Pada Senin (30/8), media politik Politico menyebutkan bahwa pasukan Amerika memutuskan untuk membiarkan gerbang Abbey Gate terbuka lebih lama daripada yang mereka inginkan supaya Inggris terus dapat mengevakuasi personel.
"Kami mengeluarkan staf sipil kami dari pusat pemrosesan melalui Abbey Gate, tetapi tidak benar untuk berpikir bahwa, selain mengamankan staf sipil kami di dalam bandara, kami memaksa agar gerbang dibiarkan terbuka," kata Menteri Luar Negeri Inggris Dominic Raab kepada Sky News, Selasa (31/8).

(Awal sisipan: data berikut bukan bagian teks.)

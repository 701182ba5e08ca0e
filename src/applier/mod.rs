//! Location-triggered network reconfiguration engine
//!
//! One task owns the whole attempt lifecycle: look up the profile for
//! an SSID, apply it through a single elevated invocation, verify the
//! OS-reported state, and drive the bounded retry loop. Requests are
//! serialized onto this task; a request arriving while a retry is
//! pending cancels the scheduled re-attempt and starts a fresh
//! sequence for the new target. In-flight external processes are never
//! killed, only the retry timer is.

mod state;

pub use state::{ApplyPhase, ApplyStateMachine, MAX_RETRIES};

use crate::command::netsetup::NetworkTool;
use crate::command::CommandRunner;
use crate::config::{ConfigStore, NetworkProfile};
use crate::error::ApplyError;
use crate::status::{Status, StatusPublisher};
use std::sync::Arc;
use std::time::Duration;
use tokio::sync::{mpsc, RwLock};
use tracing::{debug, info, warn};

/// Delay before a failed attempt is re-run
pub const RETRY_DELAY: Duration = Duration::from_secs(1);

#[derive(Debug)]
enum ApplierRequest {
    Switch { ssid: String },
    RetryLast,
}

/// Handle to the applier task. Cheap to clone; all operations are
/// fire-and-forget sends onto the task's queue.
#[derive(Clone)]
pub struct NetworkApplier {
    request_tx: mpsc::UnboundedSender<ApplierRequest>,
}

impl NetworkApplier {
    /// Create the applier and spawn its control task.
    pub fn new(
        store: Arc<RwLock<ConfigStore>>,
        runner: Arc<dyn CommandRunner>,
        tool: NetworkTool,
        publisher: Arc<StatusPublisher>,
    ) -> Self {
        let (request_tx, request_rx) = mpsc::unbounded_channel();

        tokio::spawn(applier_loop(store, runner, tool, publisher, request_rx));

        Self { request_tx }
    }

    /// Switch to the profile stored for `ssid`. Supersedes any attempt
    /// sequence currently waiting on a retry.
    pub fn switch_to(&self, ssid: impl Into<String>) {
        let _ = self.request_tx.send(ApplierRequest::Switch { ssid: ssid.into() });
    }

    /// Re-apply the most recently targeted profile from a clean retry
    /// budget.
    pub fn retry_last(&self) {
        let _ = self.request_tx.send(ApplierRequest::RetryLast);
    }
}

async fn applier_loop(
    store: Arc<RwLock<ConfigStore>>,
    runner: Arc<dyn CommandRunner>,
    tool: NetworkTool,
    publisher: Arc<StatusPublisher>,
    mut request_rx: mpsc::UnboundedReceiver<ApplierRequest>,
) {
    let mut fsm = ApplyStateMachine::new();
    // A request that superseded the previous sequence is handled next
    let mut pending: Option<ApplierRequest> = None;

    loop {
        let request = match pending.take() {
            Some(request) => request,
            None => match request_rx.recv().await {
                Some(request) => request,
                None => break,
            },
        };

        pending = handle_request(
            request,
            &mut fsm,
            &store,
            &runner,
            &tool,
            &publisher,
            &mut request_rx,
        )
        .await;
    }

    debug!("applier request channel closed, stopping");
}

/// Resolve a request to a target profile and run its attempt sequence.
/// Returns the request that superseded the sequence, if any.
async fn handle_request(
    request: ApplierRequest,
    fsm: &mut ApplyStateMachine,
    store: &Arc<RwLock<ConfigStore>>,
    runner: &Arc<dyn CommandRunner>,
    tool: &NetworkTool,
    publisher: &Arc<StatusPublisher>,
    request_rx: &mut mpsc::UnboundedReceiver<ApplierRequest>,
) -> Option<ApplierRequest> {
    let profile = match request {
        ApplierRequest::Switch { ssid } => {
            let profile = store.read().await.get(&ssid).cloned();
            match profile {
                Some(profile) => {
                    info!("switching to \"{}\" profile for SSID {}", profile.location, ssid);
                    publisher.publish_location(profile.location.clone()).await;
                    fsm.begin(profile.clone());
                    profile
                }
                None => {
                    warn!("no profile stored for SSID {}", ssid);
                    publisher.publish_status(Status::NoProfileFound).await;
                    fsm.mark_failed();
                    return None;
                }
            }
        }
        ApplierRequest::RetryLast => match fsm.begin_retry_last() {
            Some(profile) => {
                info!("re-applying \"{}\" profile", profile.location);
                profile
            }
            None => {
                publisher.publish_status(Status::NothingToRetry).await;
                return None;
            }
        },
    };

    run_attempts(&profile, fsm, runner, tool, publisher, request_rx).await
}

/// Drive the bounded retry loop for one target profile.
async fn run_attempts(
    profile: &NetworkProfile,
    fsm: &mut ApplyStateMachine,
    runner: &Arc<dyn CommandRunner>,
    tool: &NetworkTool,
    publisher: &Arc<StatusPublisher>,
    request_rx: &mut mpsc::UnboundedReceiver<ApplierRequest>,
) -> Option<ApplierRequest> {
    loop {
        // Newest request wins, even between attempts
        if let Ok(request) = request_rx.try_recv() {
            debug!("attempt sequence superseded");
            return Some(request);
        }

        publisher.publish_status(Status::Configuring).await;

        match run_attempt(profile, fsm, runner, tool, publisher).await {
            Ok(()) => {
                fsm.verified();
                publisher.publish_status(Status::Verified).await;
                info!("profile \"{}\" applied and verified", profile.location);
                return None;
            }
            Err(err) => {
                warn!("apply attempt failed: {}", err);
                match fsm.record_failure() {
                    Some(attempt) => {
                        publisher
                            .publish_status(Status::Retrying {
                                attempt,
                                max: MAX_RETRIES,
                            })
                            .await;

                        tokio::select! {
                            biased;
                            maybe = request_rx.recv() => {
                                match maybe {
                                    Some(request) => {
                                        debug!("scheduled retry cancelled by a new request");
                                        return Some(request);
                                    }
                                    None => {
                                        // All handles gone; still honor the delay
                                        tokio::time::sleep(RETRY_DELAY).await;
                                        fsm.resume_retry();
                                    }
                                }
                            }
                            _ = tokio::time::sleep(RETRY_DELAY) => {
                                fsm.resume_retry();
                            }
                        }
                    }
                    None => {
                        warn!("retry budget exhausted for \"{}\"", profile.location);
                        publisher.publish_status(Status::Failed).await;
                        return None;
                    }
                }
            }
        }
    }
}

/// One attempt: elevated apply, then read-only verification.
async fn run_attempt(
    profile: &NetworkProfile,
    fsm: &mut ApplyStateMachine,
    runner: &Arc<dyn CommandRunner>,
    tool: &NetworkTool,
    publisher: &Arc<StatusPublisher>,
) -> Result<(), ApplyError> {
    let (program, args) = tool.apply_invocation(profile);
    debug!("applying: {} {}", program, args.join(" "));

    let output = runner
        .run(&program, &args)
        .await
        .map_err(ApplyError::CommandInvocation)?;

    if !output.stdout.is_empty() {
        debug!("apply stdout: {}", output.stdout.trim_end());
    }
    if !output.stderr.is_empty() {
        debug!("apply stderr: {}", output.stderr.trim_end());
    }

    if !output.success() {
        return Err(ApplyError::CommandExit {
            status: output.status,
            stderr: output.stderr,
        });
    }

    publisher.publish_status(Status::Succeeded).await;
    fsm.command_succeeded();

    verify(profile, runner, tool).await
}

/// Succeeds iff the interface info dump contains the applied IP,
/// subnet mask and gateway.
async fn verify(
    profile: &NetworkProfile,
    runner: &Arc<dyn CommandRunner>,
    tool: &NetworkTool,
) -> Result<(), ApplyError> {
    let (program, args) = tool.verify_invocation();

    let output = runner
        .run(&program, &args)
        .await
        .map_err(ApplyError::CommandInvocation)?;

    if !output.success() {
        return Err(ApplyError::CommandExit {
            status: output.status,
            stderr: output.stderr,
        });
    }

    debug!("current interface state:\n{}", output.stdout.trim_end());

    let matches = output.stdout.contains(&profile.ip)
        && output.stdout.contains(&profile.subnet)
        && output.stdout.contains(&profile.gateway);

    if matches {
        Ok(())
    } else {
        Err(ApplyError::VerificationMismatch)
    }
}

Dia mengatakan Inggris telah mengambil tindakan mitigasi, termasuk memperingatkan orang-orang untuk tidak datang ke bandara.
"Kami juga memindahkan tim sipil kami yang ada di Hotel Baron ke bandara, karena (berjarak) sepelemparan batu dari tempat serangan teroris terjadi, itu jelas tidak aman, tetapi langkah itu tidak mengharuskan Abbey Gate dibiarkan terbuka," kata Raab kepada BBC News.
Raab membela tanggapannya terhadap Taliban yang mengambil alih Afghanistan, dan menolak laporan bahwa dia gagal melakukan cukup persiapan. Raab, yang sedang berlibur saat Taliban merebut kendali di Afghanistan, tidak menelepon menteri luar negeri Afghanistan atau Pakistan dalam enam bulan sebelum krisis terjadi, menurut laporan Sunday Times.
"Politik adalah permainan kasar. Siapa pun yang meluangkan waktu selama krisis untuk memberikan laporan yang benar-benar tidak akurat dan tidak benar, saya khawatir tidak memiliki kredibilitas dan mungkin terlibat dalam penipuan," ujar dia.
Raab mengatakan Inggris telah mengamankan perjalanan bagi 17.000 orang, termasuk sekitar 5.000 warga negara Inggris sejak April, dan sisanya yang masih berada di Afghanistan berjumlah "beberapa ratus" orang.